## The problem
Can you retype only the lines from the one with "let lon: f64 = lon" through the final line of the material, exactly as given?

########################################

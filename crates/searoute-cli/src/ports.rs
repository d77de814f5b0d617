//! Port lookup for command line arguments.

use searoute_core::models::Port;
use thiserror::Error;

#[derive(Debug, Error, PartialEq)]
pub enum PortParseError {
    #[error("unknown port '{0}' (use a catalog id or id:lat,lon)")]
    Unknown(String),
    #[error("bad coordinates in '{0}', expected id:lat,lon")]
    BadCoordinates(String),
}

/// id, name, latitude, longitude
const CATALOG: &[(&str, &str, f64, f64)] = &[
    ("miami", "Miami", 25.7617, -80.1918),
    ("nassau", "Nassau", 25.0343, -77.3554),
    ("new-york", "New York", 40.6892, -74.0445),
    ("rotterdam", "Rotterdam", 51.9244, 4.4777),
    ("lisbon", "Lisbon", 38.7223, -9.1393),
    ("dakar", "Dakar", 14.7167, -17.4677),
    ("mombasa", "Mombasa", -4.0435, 39.6682),
    ("singapore", "Singapore", 1.2644, 103.8200),
];

pub fn catalog() -> Vec<Port> {
    CATALOG
        .iter()
        .map(|(id, name, lat, lon)| Port::new(*id, *name, *lat, *lon))
        .collect()
}

/// Accept a catalog id (case-insensitive) or an ad-hoc `id:lat,lon`.
pub fn parse_port(arg: &str) -> Result<Port, PortParseError> {
    let arg = arg.trim();
    if let Some((id, coords)) = arg.split_once(':') {
        let (lat, lon) = coords
            .split_once(',')
            .ok_or_else(|| PortParseError::BadCoordinates(arg.to_string()))?;
        let lat: f64 = lat
            .trim()
            .parse()
            .map_err(|_| PortParseError::BadCoordinates(arg.to_string()))?;
        let lon: f64 = lon
            .trim()
            .parse()
            .map_err(|_| PortParseError::BadCoordinates(arg.to_string()))?;
        let id = id.trim();
        return Ok(Port::new(id, id, lat, lon));
    }

    catalog()
        .into_iter()
        .find(|port| port.id.eq_ignore_ascii_case(arg))
        .ok_or_else(|| PortParseError::Unknown(arg.to_string()))
}

#[cfg(test)]
mod tests {
    use super::*;

    #[test]
    fn catalog_ids_resolve() {
        let port = parse_port("Miami").unwrap();
        assert_eq!(port.id, "miami");
        assert_eq!(port.latitude, 25.7617);
    }

    #[test]
    fn ad_hoc_ports_parse() {
        let port = parse_port("buoy-7: 30.5, -40.25").unwrap();
        assert_eq!(port.id, "buoy-7");
        assert_eq!(port.longitude, -40.25);
    }

    #[test]
    fn bad_input_is_reported() {
        assert_eq!(parse_port("atlantis"), Err(PortParseError::Unknown("atlantis".to_string())));
        assert!(matches!(parse_port("x:1"), Err(PortParseError::BadCoordinates(_))));
        assert!(matches!(parse_port("x:a,b"), Err(PortParseError::BadCoordinates(_))));
    }

    #[test]
    fn catalog_positions_are_valid() {
        for port in catalog() {
            assert!(port.position().is_ok(), "{}", port.id);
        }
    }
}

########################################

## Expected answer
        let lon: f64 = lon
            .trim()
            .parse()
            .map_err(|_| PortParseError::BadCoordinates(arg.to_string()))?;
        let id = id.trim();
        return Ok(Port::new(id, id, lat, lon));
    }

    catalog()
        .into_iter()
        .find(|port| port.id.eq_ignore_ascii_case(arg))
        .ok_or_else(|| PortParseError::Unknown(arg.to_string()))
}

#[cfg(test)]
mod tests {
    use super::*;

    #[test]
    fn catalog_ids_resolve() {
        let port = parse_port("Miami").unwrap();
        assert_eq!(port.id, "miami");
        assert_eq!(port.latitude, 25.7617);
    }

    #[test]
    fn ad_hoc_ports_parse() {
        let port = parse_port("buoy-7: 30.5, -40.25").unwrap();
        assert_eq!(port.id, "buoy-7");
        assert_eq!(port.longitude, -40.25);
    }

    #[test]
    fn bad_input_is_reported() {
        assert_eq!(parse_port("atlantis"), Err(PortParseError::Unknown("atlantis".to_string())));
        assert!(matches!(parse_port("x:1"), Err(PortParseError::BadCoordinates(_))));
        assert!(matches!(parse_port("x:a,b"), Err(PortParseError::BadCoordinates(_))));
    }

    #[test]
    fn catalog_positions_are_valid() {
        for port in catalog() {
            assert!(port.position().is_ok(), "{}", port.id);
        }
    }
}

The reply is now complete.